Experiments showed that in C. elegans lacking terc-1, telomeres became shorter each generation, and within 15 generations, the animals became extinct. “Mutations in terc-1 caused progressive telomere shortening and sterility over generations, establishing terc-1 as the first functional telomerase RNA expressed as an intronic lncRNA,” the investigators stated.
Inserting terc-1 inside the introns of other genes that are expressed in germ cells created roundworms that had normal telomeres and did not become extinct. In contrast, when terc-1 was inserted into introns of genes that only activate in somatic cells, the animals did become extinct. “Artificially transplanting the nmy-2 intron into the introns of germline-expressed genes but not non–germline-expressed genes restored germline immortality, highlighting the importance of genomic context,” the researchers further noted.

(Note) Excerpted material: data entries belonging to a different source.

//! Error types for Meili Core

use std::fmt;
use std::time::Duration;

use serde::{Deserialize, Serialize};
use thiserror::Error;

use crate::task::{Task, TaskId};

/// Result type alias using Meili's Error
pub type Result<T> = std::result::Result<T, Error>;

/// Error body returned by the server, also embedded in failed tasks
#[derive(Debug, Clone, PartialEq, Eq, Serialize, Deserialize)]
pub struct ApiError {
    pub message: String,

    /// Machine-readable code, e.g. `index_not_found`
    #[serde(default)]
    pub code: String,

    #[serde(rename = "type", default)]
    pub error_type: String,

    #[serde(default, skip_serializing_if = "Option::is_none")]
    pub link: Option<String>,
}

impl ApiError {
    /// Build an error from a body the server did not shape as an API error
    pub fn from_message(message: impl Into<String>) -> Self {
        Self {
            message: message.into(),
            code: String::new(),
            error_type: String::new(),
            link: None,
        }
    }
}

impl fmt::Display for ApiError {
    fn fmt(&self, f: &mut fmt::Formatter<'_>) -> fmt::Result {
        if self.code.is_empty() {
            write!(f, "{}", self.message)
        } else {
            write!(f, "{} ({})", self.message, self.code)
        }
    }
}

/// Meili error types
#[derive(Error, Debug)]
pub enum Error {
    /// Connection, TLS or request-timeout failure. Never retried.
    #[error("Transport error: {0}")]
    Transport(String),

    #[error("Not found: {0}")]
    NotFound(String),

    #[error("API error (HTTP {status}): {error}")]
    Api { status: u16, error: ApiError },

    #[error("Decoding error: {0}")]
    Decoding(#[source] serde_json::Error),

    #[error("Encoding error: {0}")]
    Encoding(#[source] serde_json::Error),

    #[error("Invalid argument: {0}")]
    InvalidArgument(String),

    /// The task did not reach a terminal status within the wait budget
    #[error("Timed out waiting for task {task_id} after {elapsed:?}")]
    Timeout {
        task_id: TaskId,
        elapsed: Duration,
        last_seen: Option<Box<Task>>,
    },

    #[error("Configuration error: {0}")]
    Config(String),
}

impl Error {
    pub fn is_not_found(&self) -> bool {
        matches!(self, Self::NotFound(_))
    }

    pub fn is_timeout(&self) -> bool {
        matches!(self, Self::Timeout { .. })
    }

    /// Last task snapshot observed before a timeout
    pub fn last_seen(&self) -> Option<&Task> {
        match self {
            Self::Timeout { last_seen, .. } => last_seen.as_deref(),
            _ => None,
        }
    }
}
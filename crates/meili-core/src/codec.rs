//! JSON codec for request and response bodies
//!
//! The codec is an explicit value owned by each client rather than global
//! state, so two clients can encode differently and tests can build their own.

use serde::de::DeserializeOwned;
use serde::Serialize;

use crate::error::{Error, Result};

/// Codec settings
#[derive(Debug, Clone, Copy, PartialEq, Eq)]
pub struct CodecConfig {
    /// Pretty-print encoded payloads
    pub pretty: bool,

    /// Bytes of an undecodable body to include in logs
    pub error_snippet_len: usize,
}

impl Default for CodecConfig {
    fn default() -> Self {
        Self {
            pretty: false,
            error_snippet_len: 256,
        }
    }
}

impl CodecConfig {
    pub fn with_pretty(mut self, pretty: bool) -> Self {
        self.pretty = pretty;
        self
    }

    pub fn with_error_snippet_len(mut self, len: usize) -> Self {
        self.error_snippet_len = len;
        self
    }
}

/// Serializes outgoing payloads and decodes server responses
#[derive(Debug, Clone, Default)]
pub struct JsonCodec {
    config: CodecConfig,
}

impl JsonCodec {
    pub fn new(config: CodecConfig) -> Self {
        Self { config }
    }

    pub fn config(&self) -> &CodecConfig {
        &self.config
    }

    pub fn encode<T: Serialize + ?Sized>(&self, value: &T) -> Result<Vec<u8>> {
        let encoded = if self.config.pretty {
            serde_json::to_vec_pretty(value)
        } else {
            serde_json::to_vec(value)
        };
        encoded.map_err(Error::Encoding)
    }

    /// Decode a response body. An empty body means the server had nothing
    /// to return and is reported as [`Error::NotFound`].
    pub fn decode<T: DeserializeOwned>(&self, body: &[u8]) -> Result<T> {
        if body.iter().all(u8::is_ascii_whitespace) {
            return Err(Error::NotFound("empty response body".to_string()));
        }

        serde_json::from_slice(body).map_err(|e| {
            tracing::debug!(
                error = %e,
                body = %self.snippet(body),
                "Failed to decode response body"
            );
            Error::Decoding(e)
        })
    }

    fn snippet(&self, body: &[u8]) -> String {
        let text = String::from_utf8_lossy(body);
        let limit = self.config.error_snippet_len;
        if text.len() <= limit {
            return text.into_owned();
        }
        let mut end = limit;
        while !text.is_char_boundary(end) {
            end -= 1;
        }
        format!("{}...", &text[..end])
    }
}

#[cfg(test)]
mod tests {
    use super::*;
    use serde::Deserialize;

    #[derive(Debug, PartialEq, Serialize, Deserialize)]
    struct Movie {
        id: u32,
        title: String,
        #[serde(default, skip_serializing_if = "Option::is_none")]
        comment: Option<String>,
    }

    #[test]
    fn test_encode_compact_and_pretty() {
        let movie = Movie {
            id: 1,
            title: "Alice In Wonderland".to_string(),
            comment: None,
        };

        let compact = JsonCodec::default().encode(&movie).unwrap();
        assert_eq!(compact, br#"{"id":1,"title":"Alice In Wonderland"}"#.to_vec());

        let pretty = JsonCodec::new(CodecConfig::default().with_pretty(true))
            .encode(&movie)
            .unwrap();
        assert!(String::from_utf8(pretty).unwrap().contains("\n  \"id\": 1"));
    }

    #[test]
    fn test_decode_empty_body_is_not_found() {
        let err = JsonCodec::default().decode::<Movie>(b"").unwrap_err();
        assert!(err.is_not_found());

        let err = JsonCodec::default().decode::<Movie>(b"  \n").unwrap_err();
        assert!(err.is_not_found());
    }

    #[test]
    fn test_decode_shape_mismatch() {
        let err = JsonCodec::default()
            .decode::<Movie>(br#"{"id": "not a number"}"#)
            .unwrap_err();
        assert!(matches!(err, Error::Decoding(_)));
    }

    #[test]
    fn test_snippet_truncates_on_char_boundary() {
        let codec = JsonCodec::new(CodecConfig::default().with_error_snippet_len(4));
        assert_eq!(codec.snippet("héllo".as_bytes()), "hél...");
        assert_eq!(codec.snippet(b"abc"), "abc");
    }
}
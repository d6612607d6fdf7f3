//! Task records and the handles returned by asynchronous writes
//!
//! Every write accepted by the server is processed in the background. The
//! write itself only answers with a [`TaskInfo`]; the full [`Task`] record,
//! including its [`TaskDetails`], is fetched later by [`TaskId`].

use std::fmt;
use std::str::FromStr;

use chrono::{DateTime, Utc};
use serde::{Deserialize, Serialize};

use crate::error::ApiError;

/// Server-assigned task identifier
#[derive(Debug, Clone, Copy, PartialEq, Eq, Hash, PartialOrd, Ord, Serialize, Deserialize)]
#[serde(transparent)]
pub struct TaskId(pub u64);

impl TaskId {
    pub fn as_u64(&self) -> u64 {
        self.0
    }
}

impl fmt::Display for TaskId {
    fn fmt(&self, f: &mut fmt::Formatter<'_>) -> fmt::Result {
        write!(f, "{}", self.0)
    }
}

impl From<u64> for TaskId {
    fn from(id: u64) -> Self {
        Self(id)
    }
}

impl From<&TaskInfo> for TaskId {
    fn from(info: &TaskInfo) -> Self {
        info.task_uid
    }
}

impl From<&Task> for TaskId {
    fn from(task: &Task) -> Self {
        task.uid
    }
}

/// Task lifecycle: `enqueued` -> `processing` -> one of the terminal states
#[derive(Debug, Clone, Copy, PartialEq, Eq, Hash, Serialize, Deserialize)]
#[serde(rename_all = "camelCase")]
pub enum TaskStatus {
    Enqueued,
    Processing,
    Succeeded,
    Failed,
    Canceled,
}

impl TaskStatus {
    pub const ALL: [TaskStatus; 5] = [
        Self::Enqueued,
        Self::Processing,
        Self::Succeeded,
        Self::Failed,
        Self::Canceled,
    ];

    /// Polling stops once a task reaches one of these
    pub fn is_terminal(self) -> bool {
        matches!(self, Self::Succeeded | Self::Failed | Self::Canceled)
    }

    pub fn as_str(&self) -> &'static str {
        match self {
            Self::Enqueued => "enqueued",
            Self::Processing => "processing",
            Self::Succeeded => "succeeded",
            Self::Failed => "failed",
            Self::Canceled => "canceled",
        }
    }
}

impl fmt::Display for TaskStatus {
    fn fmt(&self, f: &mut fmt::Formatter<'_>) -> fmt::Result {
        f.write_str(self.as_str())
    }
}

impl FromStr for TaskStatus {
    type Err = String;

    fn from_str(s: &str) -> Result<Self, Self::Err> {
        Self::ALL
            .iter()
            .copied()
            .find(|status| status.as_str().eq_ignore_ascii_case(s))
            .ok_or_else(|| format!("unknown task status: {}", s))
    }
}

/// Kind of operation a task performs
#[derive(Debug, Clone, Copy, PartialEq, Eq, Hash, Serialize, Deserialize)]
#[serde(rename_all = "camelCase")]
pub enum TaskType {
    IndexCreation,
    IndexUpdate,
    IndexDeletion,
    IndexSwap,
    DocumentAdditionOrUpdate,
    DocumentDeletion,
    SettingsUpdate,
    DumpCreation,
    TaskCancelation,
    TaskDeletion,
    SnapshotCreation,
    /// A type this client does not know about yet
    #[serde(other)]
    Unknown,
}

impl TaskType {
    pub const KNOWN: [TaskType; 11] = [
        Self::IndexCreation,
        Self::IndexUpdate,
        Self::IndexDeletion,
        Self::IndexSwap,
        Self::DocumentAdditionOrUpdate,
        Self::DocumentDeletion,
        Self::SettingsUpdate,
        Self::DumpCreation,
        Self::TaskCancelation,
        Self::TaskDeletion,
        Self::SnapshotCreation,
    ];

    pub fn as_str(&self) -> &'static str {
        match self {
            Self::IndexCreation => "indexCreation",
            Self::IndexUpdate => "indexUpdate",
            Self::IndexDeletion => "indexDeletion",
            Self::IndexSwap => "indexSwap",
            Self::DocumentAdditionOrUpdate => "documentAdditionOrUpdate",
            Self::DocumentDeletion => "documentDeletion",
            Self::SettingsUpdate => "settingsUpdate",
            Self::DumpCreation => "dumpCreation",
            Self::TaskCancelation => "taskCancelation",
            Self::TaskDeletion => "taskDeletion",
            Self::SnapshotCreation => "snapshotCreation",
            Self::Unknown => "unknown",
        }
    }
}

impl fmt::Display for TaskType {
    fn fmt(&self, f: &mut fmt::Formatter<'_>) -> fmt::Result {
        f.write_str(self.as_str())
    }
}

impl FromStr for TaskType {
    type Err = String;

    fn from_str(s: &str) -> Result<Self, Self::Err> {
        Self::KNOWN
            .iter()
            .copied()
            .find(|kind| kind.as_str().eq_ignore_ascii_case(s))
            .ok_or_else(|| format!("unknown task type: {}", s))
    }
}

/// Lightweight handle returned synchronously by every write
#[derive(Debug, Clone, PartialEq, Eq, Serialize, Deserialize)]
#[serde(rename_all = "camelCase")]
pub struct TaskInfo {
    pub task_uid: TaskId,

    #[serde(default)]
    pub index_uid: Option<String>,

    pub status: TaskStatus,

    #[serde(rename = "type")]
    pub task_type: TaskType,

    pub enqueued_at: DateTime<Utc>,
}

#[derive(Debug, Clone, PartialEq, Eq, Serialize, Deserialize)]
#[serde(rename_all = "camelCase")]
pub struct DocumentAdditionDetails {
    #[serde(default)]
    pub received_documents: Option<u64>,
    #[serde(default)]
    pub indexed_documents: Option<u64>,
}

#[derive(Debug, Clone, PartialEq, Eq, Serialize, Deserialize)]
#[serde(rename_all = "camelCase")]
pub struct DocumentDeletionDetails {
    #[serde(default)]
    pub provided_ids: Option<u64>,
    #[serde(default, skip_serializing_if = "Option::is_none")]
    pub original_filter: Option<String>,
    #[serde(default)]
    pub deleted_documents: Option<u64>,
}

/// Details of index creation and update tasks
#[derive(Debug, Clone, PartialEq, Eq, Serialize, Deserialize)]
#[serde(rename_all = "camelCase")]
pub struct IndexDetails {
    #[serde(default)]
    pub primary_key: Option<String>,
}

#[derive(Debug, Clone, PartialEq, Eq, Serialize, Deserialize)]
#[serde(rename_all = "camelCase")]
pub struct IndexDeletionDetails {
    #[serde(default)]
    pub deleted_documents: Option<u64>,
}

#[derive(Debug, Clone, PartialEq, Eq, Serialize, Deserialize)]
#[serde(rename_all = "camelCase")]
pub struct TaskCancelationDetails {
    #[serde(default)]
    pub matched_tasks: Option<u64>,
    #[serde(default)]
    pub canceled_tasks: Option<u64>,
    #[serde(default, skip_serializing_if = "Option::is_none")]
    pub original_filter: Option<String>,
}

#[derive(Debug, Clone, PartialEq, Eq, Serialize, Deserialize)]
#[serde(rename_all = "camelCase")]
pub struct TaskDeletionDetails {
    #[serde(default)]
    pub matched_tasks: Option<u64>,
    #[serde(default)]
    pub deleted_tasks: Option<u64>,
    #[serde(default, skip_serializing_if = "Option::is_none")]
    pub original_filter: Option<String>,
}

/// Type-dependent payload of a task, keyed by [`TaskType`]
#[derive(Debug, Clone, PartialEq, Serialize)]
#[serde(untagged)]
pub enum TaskDetails {
    DocumentAdditionOrUpdate(DocumentAdditionDetails),
    DocumentDeletion(DocumentDeletionDetails),
    IndexCreation(IndexDetails),
    IndexUpdate(IndexDetails),
    IndexDeletion(IndexDeletionDetails),
    TaskCancelation(TaskCancelationDetails),
    TaskDeletion(TaskDeletionDetails),
    /// Details for task types without a dedicated shape, kept verbatim
    Other(serde_json::Value),
}

impl TaskDetails {
    /// Second decode pass: interpret raw details according to the task type
    pub fn decode(task_type: TaskType, raw: serde_json::Value) -> Result<Self, serde_json::Error> {
        Ok(match task_type {
            TaskType::DocumentAdditionOrUpdate => {
                Self::DocumentAdditionOrUpdate(serde_json::from_value(raw)?)
            }
            TaskType::DocumentDeletion => Self::DocumentDeletion(serde_json::from_value(raw)?),
            TaskType::IndexCreation => Self::IndexCreation(serde_json::from_value(raw)?),
            TaskType::IndexUpdate => Self::IndexUpdate(serde_json::from_value(raw)?),
            TaskType::IndexDeletion => Self::IndexDeletion(serde_json::from_value(raw)?),
            TaskType::TaskCancelation => Self::TaskCancelation(serde_json::from_value(raw)?),
            TaskType::TaskDeletion => Self::TaskDeletion(serde_json::from_value(raw)?),
            TaskType::IndexSwap
            | TaskType::SettingsUpdate
            | TaskType::DumpCreation
            | TaskType::SnapshotCreation
            | TaskType::Unknown => Self::Other(raw),
        })
    }
}

/// Full server-side record of one asynchronous operation
#[derive(Debug, Clone, PartialEq, Serialize, Deserialize)]
#[serde(rename_all = "camelCase", try_from = "RawTask")]
pub struct Task {
    pub uid: TaskId,

    #[serde(skip_serializing_if = "Option::is_none")]
    pub index_uid: Option<String>,

    pub status: TaskStatus,

    #[serde(rename = "type")]
    pub task_type: TaskType,

    /// Present once the server knows the counts for this kind of task
    #[serde(skip_serializing_if = "Option::is_none")]
    pub details: Option<TaskDetails>,

    #[serde(skip_serializing_if = "Option::is_none")]
    pub error: Option<ApiError>,

    #[serde(skip_serializing_if = "Option::is_none")]
    pub canceled_by: Option<TaskId>,

    /// ISO-8601 duration, e.g. `PT0.107S`
    #[serde(skip_serializing_if = "Option::is_none")]
    pub duration: Option<String>,

    pub enqueued_at: DateTime<Utc>,

    #[serde(skip_serializing_if = "Option::is_none")]
    pub started_at: Option<DateTime<Utc>>,

    #[serde(skip_serializing_if = "Option::is_none")]
    pub finished_at: Option<DateTime<Utc>>,
}

impl Task {
    pub fn is_terminal(&self) -> bool {
        self.status.is_terminal()
    }

    pub fn is_succeeded(&self) -> bool {
        self.status == TaskStatus::Succeeded
    }

    pub fn is_failed(&self) -> bool {
        self.status == TaskStatus::Failed
    }
}

/// First decode pass: the record with `details` left undecoded
#[derive(Deserialize)]
#[serde(rename_all = "camelCase")]
struct RawTask {
    uid: TaskId,
    #[serde(default)]
    index_uid: Option<String>,
    status: TaskStatus,
    #[serde(rename = "type")]
    task_type: TaskType,
    #[serde(default)]
    details: Option<serde_json::Value>,
    #[serde(default)]
    error: Option<ApiError>,
    #[serde(default)]
    canceled_by: Option<TaskId>,
    #[serde(default)]
    duration: Option<String>,
    enqueued_at: DateTime<Utc>,
    #[serde(default)]
    started_at: Option<DateTime<Utc>>,
    #[serde(default)]
    finished_at: Option<DateTime<Utc>>,
}

impl TryFrom<RawTask> for Task {
    type Error = serde_json::Error;

    fn try_from(raw: RawTask) -> Result<Self, Self::Error> {
        let details = raw
            .details
            .map(|value| TaskDetails::decode(raw.task_type, value))
            .transpose()?;

        Ok(Self {
            uid: raw.uid,
            index_uid: raw.index_uid,
            status: raw.status,
            task_type: raw.task_type,
            details,
            error: raw.error,
            canceled_by: raw.canceled_by,
            duration: raw.duration,
            enqueued_at: raw.enqueued_at,
            started_at: raw.started_at,
            finished_at: raw.finished_at,
        })
    }
}
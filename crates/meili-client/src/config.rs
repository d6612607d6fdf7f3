//! Client configuration

use std::time::Duration;

use meili_core::CodecConfig;

/// Default server address
pub const DEFAULT_HOST: &str = "http://localhost:7700";

/// Configuration for [`Client`](crate::Client)
#[derive(Debug, Clone)]
pub struct ClientConfig {
    pub host: String,
    pub api_key: Option<String>,
    pub request_timeout: Option<Duration>,
    pub user_agent: Option<String>,
    pub codec: CodecConfig,
}

impl Default for ClientConfig {
    fn default() -> Self {
        Self::new(DEFAULT_HOST)
    }
}

impl ClientConfig {
    pub fn new(host: impl Into<String>) -> Self {
        Self {
            host: host.into(),
            api_key: None,
            request_timeout: None,
            user_agent: None,
            codec: CodecConfig::default(),
        }
    }

    pub fn with_api_key(mut self, api_key: impl Into<String>) -> Self {
        self.api_key = Some(api_key.into());
        self
    }

    pub fn with_request_timeout(mut self, timeout: Duration) -> Self {
        self.request_timeout = Some(timeout);
        self
    }

    pub fn with_user_agent(mut self, user_agent: impl Into<String>) -> Self {
        self.user_agent = Some(user_agent.into());
        self
    }

    pub fn with_codec(mut self, codec: CodecConfig) -> Self {
        self.codec = codec;
        self
    }

    #[cfg(feature = "http")]
    pub(crate) fn http_config(&self) -> meili_transport::HttpConfig {
        let mut http = meili_transport::HttpConfig::new(self.host.clone());
        http.api_key = self.api_key.clone();
        http.timeout = self.request_timeout;
        if let Some(ref ua) = self.user_agent {
            http.user_agent = ua.clone();
        }
        http
    }
}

So, by hitching a ride inside genes activated in germ cells, terc-1 is produced where it is needed—the germ cells. There, it helps ensure that future generations do not receive shortened telomeres, thus supporting the survival of the species. “This unexpected regulatory mechanism, termed ‘intron hitchhiking,’ underscores the evolutionary adaptability of telomerase RNA and may reflect a broader strategy used by other noncoding RNAs involved in germline development and heritable trait transmission,” the investigators suggested.
Is this a unique instance of a functional RNA located in an intron and regulated by the host gene? The researchers do not think so. “Although we discovered this intron hitchhiking strategy in C. elegans, similar mechanisms are likely used by other noncoding RNAs or exist across different species,” said Shibuya. “This method of embedding RNAs so that the timing and location of their expression are automatically controlled by the host gene points to a broader principle in biology. Beyond its evolutionary significance, this discovery will help us better understand how telomerase is regulated in healthy cells and could transform approaches to aging, fertility, and regenerative medicine.”
In their paper, the team concluded, “The discovery of telomerase RNA expressed as an intronic lncRNA is unprecedented … Our discovery of the long-elusive terc-1 provides fundamental insights into mechanisms of germline immortality and species survival while also representing a distinct evolutionary offshoot of metazoan telomerase RNAs.”